Chinese artist Ai Weiwei sues tax bureau after paying fine

Ai Weiwei in a June 2007 photo by Benutzer. Licensed under the Creative Commons Attribution-Share Alike 2.0 Germany license.

Ai Weiwei in a June 2007 photo by Benutzer. Licensed under the Creative Commons Attribution-Share Alike 2.0 Germany license.

BEIJING (AFP) – Chinese artist and government critic Ai Weiwei said Friday he was suing Beijing’s tax bureau for violating the law when it imposed a multimillion tax evasion fine on a company he founded.

Ai, who disappeared into custody for 81 days last year as police rounded up dissidents amid online calls for Arab Spring-style protests in China,  always denied the charge and says it is politically motivated to silence his activism.

He was accused of tax evasion linked to Fake Cultural Development Ltd.—a company he founded but registered to his wife—upon his release from custody last June.

The Beijing tax bureau subsequently in November issued a bill for 15 million yuan ($2.4 million) in alleged back taxes, giving the artist 15 days to pay it or hand over an 8.45 million yuan guarantee.

Ai was able to pay the guarantee—needed by law to challenge the charge—thanks to a huge wave of donations from supporters of his activism and art.

“The whole accusation over FAKE company’s tax issues has no basis and it (Beijing tax bureau) violated the law, they didn’t have correct procedures,” he said, adding his lawyers had filed two lawsuits in two separate Beijing courts.

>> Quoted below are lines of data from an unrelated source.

pub fn iq_result_with(id: &str, to: Option<Jid>, payload: Element) -> Stanza {
    Iq::Result {
        from: None,
        to,
        id: id.to_string(),
        payload: Some(payload),
    }
    .into()
}

/// Error reply with a `cancel` defined condition such as
/// `feature-not-implemented` or `forbidden`.
pub fn iq_error(id: &str, to: Option<&Jid>, condition: &str) -> Result<Stanza, OutboundError> {
    let to = to
        .map(|jid| format!(" to='{}'", escape_xml(&jid.to_string())))
        .unwrap_or_default();
    iq_from_xml(&format!(
        "<iq xmlns='jabber:client' type='error' id='{id}'{to}>\
         <error type='cancel'><{condition} xmlns='urn:ietf:params:xml:ns:xmpp-stanzas'/></error>\
         </iq>",
        id = escape_xml(id),
        condition = escape_xml(condition),
    ))
}

/// Archive query for messages after `start`, optionally with one peer.
pub fn mam_query(
    id: &str,
    query_id: &str,
    with: Option<&str>,
    start: Option<DateTime<Utc>>,
) -> Result<Stanza, OutboundError> {
    let mut fields = format!(
        "<field var='FORM_TYPE' type='hidden'><value>{NS_MAM}</value></field>"
    );
    if let Some(with) = with {
        parse_bare(with)?;
        fields.push_str(&format!(
            "<field var='with'><value>{}</value></field>",
            escape_xml(with)
        ));
    }
    if let Some(start) = start {
        fields.push_str(&format!(
            "<field var='start'><value>{}</value></field>",
            start.to_rfc3339_opts(SecondsFormat::Millis, true)
        ));
    }
    iq_from_xml(&format!(
        "<iq xmlns='jabber:client' type='set' id='{id}'>\
         <query xmlns='{NS_MAM}' queryid='{query_id}'>\
         <x xmlns='{NS_DATA_FORMS}' type='submit'>{fields}</x>\
         </query></iq>",
        id = escape_xml(id),
        query_id = escape_xml(query_id),
    ))
}

/// Stream-initiation file offer proposing in-band bytestreams.
pub fn si_offer(
    id: &str,
    to: &str,
    sid: &str,
    filename: &str,
    size: u64,
    mime_type: &str,
) -> Result<Stanza, OutboundError> {
    parse_jid(to)?;
    iq_from_xml(&format!(
        "<iq xmlns='jabber:client' type='set' id='{id}' to='{to}'>\
         <si xmlns='{NS_SI}' id='{sid}' mime-type='{mime}' profile='{NS_SI_FILE}'>\
         <file xmlns='{NS_SI_FILE}' name='{name}' size='{size}'/>\
         <feature xmlns='{NS_FEATURE_NEG}'><x xmlns='{NS_DATA_FORMS}' type='form'>\
         <field var='stream-method' type='list-single'><option><value>{NS_IBB}</value></option></field>\
         </x></feature></si></iq>",
        id = escape_xml(id),
        to = escape_xml(to),
        sid = escape_xml(sid),
        mime = escape_xml(mime_type),
        name = escape_xml(filename),
        NS_SI = crate::router::NS_SI,
        NS_IBB = crate::router::NS_IBB,
    ))
}

/// Accept an offer by selecting in-band bytestreams.
pub fn si_accept(id: &str, to: &str) -> Result<Stanza, OutboundError> {
    let to = parse_jid(to)?;
    let payload = Element::from_str(&format!(
        "<si xmlns='{NS_SI}'><feature xmlns='{NS_FEATURE_NEG}'>\
         <x xmlns='{NS_DATA_FORMS}' type='submit'>\
         <field var='stream-method'><value>{NS_IBB}</value></field>\
         </x></feature></si>",
        NS_SI = crate::router::NS_SI,
        NS_IBB = crate::router::NS_IBB,
    ))
    .map_err(|error| OutboundError::Build(error.to_string()))?;
    Ok(iq_result_with(id, Some(to), payload))
}

pub fn ibb_open(id: &str, to: &str, sid: &str, block_size: u32) -> Result<Stanza, OutboundError> {
    parse_jid(to)?;
    iq_from_xml(&format!(
        "<iq xmlns='jabber:client' type='set' id='{id}' to='{to}'>\
         <open xmlns='{NS_IBB}' sid='{sid}' block-size='{block_size}' stanza='iq'/></iq>",
        id = escape_xml(id),
        to = escape_xml(to),
        sid = escape_xml(sid),
        NS_IBB = crate::router::NS_IBB,
    ))
}

pub fn ibb_data(id: &str, to: &str, sid: &str, seq: u16, chunk: &[u8]) -> Result<Stanza, OutboundError> {
    parse_jid(to)?;
    iq_from_xml(&format!(
        "<iq xmlns='jabber:client' type='set' id='{id}' to='{to}'>\
         <data xmlns='{NS_IBB}' sid='{sid}' seq='{seq}'>{data}</data></iq>",
        id = escape_xml(id),
        to = escape_xml(to),
        sid = escape_xml(sid),
        data = BASE64_STANDARD.encode(chunk),
        NS_IBB = crate::router::NS_IBB,
    ))
}

pub fn ibb_close(id: &str, to: &str, sid: &str) -> Result<Stanza, OutboundError> {
    parse_jid(to)?;
    iq_from_xml(&format!(
        "<iq xmlns='jabber:client' type='set' id='{id}' to='{to}'>\
         <close xmlns='{NS_IBB}' sid='{sid}'/></iq>",
        id = escape_xml(id),
        to = escape_xml(to),
        sid = escape_xml(sid),
        NS_IBB = crate::router::NS_IBB,
    ))
}

#[cfg(test)]
mod tests {
    use assert_matches::assert_matches;

    use super::*;

    fn iq_payload(stanza: &Stanza) -> Element {
        let Stanza::Iq(iq) = stanza else {
            panic!("expected iq stanza");
        };
        match iq.as_ref() {
            Iq::Get { payload, .. } | Iq::Set { payload, .. } => payload.clone(),
            Iq::Result {
                payload: Some(payload),
                ..
            } => payload.clone(),
            other => panic!("unexpected iq {other:?}"),
        }
    }

    #[test]
    fn chat_message_requests_receipt_and_is_markable() {
        let stanza = chat_message("msg_1", "bob@example.com", "Hello!").unwrap();
        let Stanza::Message(message) = &stanza else {
            panic!("expected message stanza");
        };
        assert_eq!(message.type_, XmppMessageType::Chat);
        assert_eq!(message.id.as_ref().map(|id| id.0.as_str()), Some("msg_1"));
        assert_eq!(message.bodies.get("").map(String::as_str), Some("Hello!"));
        assert!(message.payloads.iter().any(|p| p.is("request", NS_RECEIPTS)));
        assert!(message.payloads.iter().any(|p| p.is("markable", NS_MARKERS)));
    }

    #[test]
    fn receipts_and_markers_carry_the_acknowledged_id() {
        for (stanza, name, ns) in [
            (receipt("bob@example.com/pc", "msg_7").unwrap(), "received", NS_RECEIPTS),
            (displayed_marker("bob@example.com", "msg_7").unwrap(), "displayed", NS_MARKERS),
        ] {
            let Stanza::Message(message) = &stanza else {
                panic!("expected message stanza");
            };
            let ack = message
                .payloads
                .iter()
                .find(|payload| payload.is(name, ns))
                .unwrap_or_else(|| panic!("missing <{name}/>"));
            assert_eq!(ack.attr("id"), Some("msg_7"));
            assert!(message.bodies.is_empty());
        }
    }

    #[test]
    fn rejects_invalid_jid() {
        assert_matches!(
            chat_message("m", "not a jid!!!@", "body"),
            Err(OutboundError::InvalidJid(_))
        );
        assert_matches!(
            roster_set("r", "@@", None, &[]),
            Err(OutboundError::InvalidJid(_))
        );
    }

    #[test]
    fn presence_maps_availability() {
        let Stanza::Presence(away) = presence(Availability::Away, Some("brb"), 5) else {
            panic!("expected presence");
        };
        assert_eq!(away.show, Some(Show::Away));
        assert_eq!(away.statuses.get("").map(String::as_str), Some("brb"));
        assert_eq!(priority_text(&away).as_deref(), Some("5"));

        let Stanza::Presence(gone) = presence(Availability::Unavailable, None, 5) else {
            panic!("expected presence");
        };
        assert_eq!(gone.type_, PresenceType::Unavailable);
        assert_matches!(priority_text(&gone).as_deref(), None | Some("0"));
    }

    fn priority_text(presence: &Presence) -> Option<String> {
        Element::from(presence)
            .children()
            .find(|child| child.name() == "priority")
            .map(Element::text)
    }

    #[test]
    fn roster_requests_carry_caller_ids() {
        let get = roster_get("iq_get");
        assert_eq!(get.id(), Some("iq_get"));
        assert!(iq_payload(&get).is("query", crate::router::NS_ROSTER));

        let add = roster_set("iq_add", "bob@example.com", Some("Bob"), &["Friends".into()]).unwrap();
        let roster = roster::Roster::try_from(iq_payload(&add)).unwrap();
        assert_eq!(roster.items[0].name.as_deref(), Some("Bob"));
        let groups: Vec<_> = roster.items[0].groups.iter().map(|g| g.0.as_str()).collect();
        assert_eq!(groups, vec!["Friends"]);

        let remove = roster_remove("iq_rm", "bob@example.com").unwrap();
        let roster = roster::Roster::try_from(iq_payload(&remove)).unwrap();
        assert_eq!(roster.items[0].subscription, roster::Subscription::Remove);
    }

    #[test]
    fn muc_join_targets_room_nick_with_muc_payload() {
        let Stanza::Presence(join) = muc_join("dev@conference.example.com", "alice").unwrap() else {
            panic!("expected presence");
        };
        assert_eq!(
            join.to.as_ref().map(ToString::to_string).as_deref(),
            Some("dev@conference.example.com/alice")
        );
        assert!(
            join.payloads
                .iter()
                .any(|p| p.is("x", "http://jabber.org/protocol/muc"))
        );
    }

    #[test]
    fn feature_not_implemented_reply() {
        let to: Jid = "bob@example.com/pc".parse().unwrap();
        let stanza = iq_error("v1", Some(&to), "feature-not-implemented").unwrap();
        let Stanza::Iq(iq) = stanza else {
            panic!("expected iq");
        };
        assert_matches!(*iq, Iq::Error { ref id, .. } if id == "v1");
    }

    #[test]
    fn mam_query_includes_filters() {
        let start = DateTime::parse_from_rfc3339("2024-05-01T10:00:00Z")
            .unwrap()
            .with_timezone(&Utc);
        let stanza = mam_query("iq_1", "q1", Some("bob@example.com"), Some(start)).unwrap();
        let payload = iq_payload(&stanza);
        assert!(payload.is("query", NS_MAM));
        assert_eq!(payload.attr("queryid"), Some("q1"));

        let mut xml = Vec::new();
        payload.write_to(&mut xml).unwrap();
        let xml = String::from_utf8(xml).unwrap();
        assert!(xml.contains("bob@example.com"));
        assert!(xml.contains("2024-05-01T10:00:00.000Z"));
    }

    #[test]
    fn file_offer_describes_file() {
        let stanza = si_offer(
            "iq_si",
            "bob@example.com/pc",
            "sid1",
            "report & notes.pdf",
            1024,
            "application/pdf",
        )
        .unwrap();
        let si = iq_payload(&stanza);
        assert!(si.is("si", crate::router::NS_SI));
        assert_eq!(si.attr("id"), Some("sid1"));
        let file = si.get_child("file", NS_SI_FILE).unwrap();
        assert_eq!(file.attr("name"), Some("report & notes.pdf"));
        assert_eq!(file.attr("size"), Some("1024"));
    }

    #[test]
    fn ibb_data_is_base64() {
        let stanza = ibb_data("iq_d", "bob@example.com/pc", "sid1", 3, b"hello").unwrap();
        let data = iq_payload(&stanza);
        assert_eq!(data.attr("seq"), Some("3"));
        assert_eq!(data.text(), "aGVsbG8=");
    }

    #[test]
    fn si_accept_selects_ibb() {
        let stanza = si_accept("iq_offer", "bob@example.com/pc").unwrap();
        let si = iq_payload(&stanza);
        let mut xml = Vec::new();
        si.write_to(&mut xml).unwrap();
        assert!(String::from_utf8(xml).unwrap().contains(crate::router::NS_IBB));
    }
}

The 54-year-old told AFP the tax office never allowed the firm’s lawyers to review the evidence brought against it and added the bureau never even saw the full, original file against the company, which the police still holds.

He added that the accountant and manager of FAKE are still missing and have not been allowed any contact with Ai and the company’s lawyers.

“The tax bureau said it’s not their fault because the police somehow forced them to do it (impose the fine), they never saw the originals (of the evidence), they never saw the accountant or manager, they never even questioned them,” he said.

“It’s a very political order, they have to do it … but the only thing we can do is sue them because they put the charge on us.

“We have no other way to clear our name … All we can do is do this openly.” The artist has previously angered authorities with his investigation into the collapse of schools in the 2008 Sichuan earthquake and into a 2010 fire at a Shanghai high-rise that killed dozens.

His artwork has sold worldwide and he was named the world’s most powerful art figure by influential British magazine Art Review last year.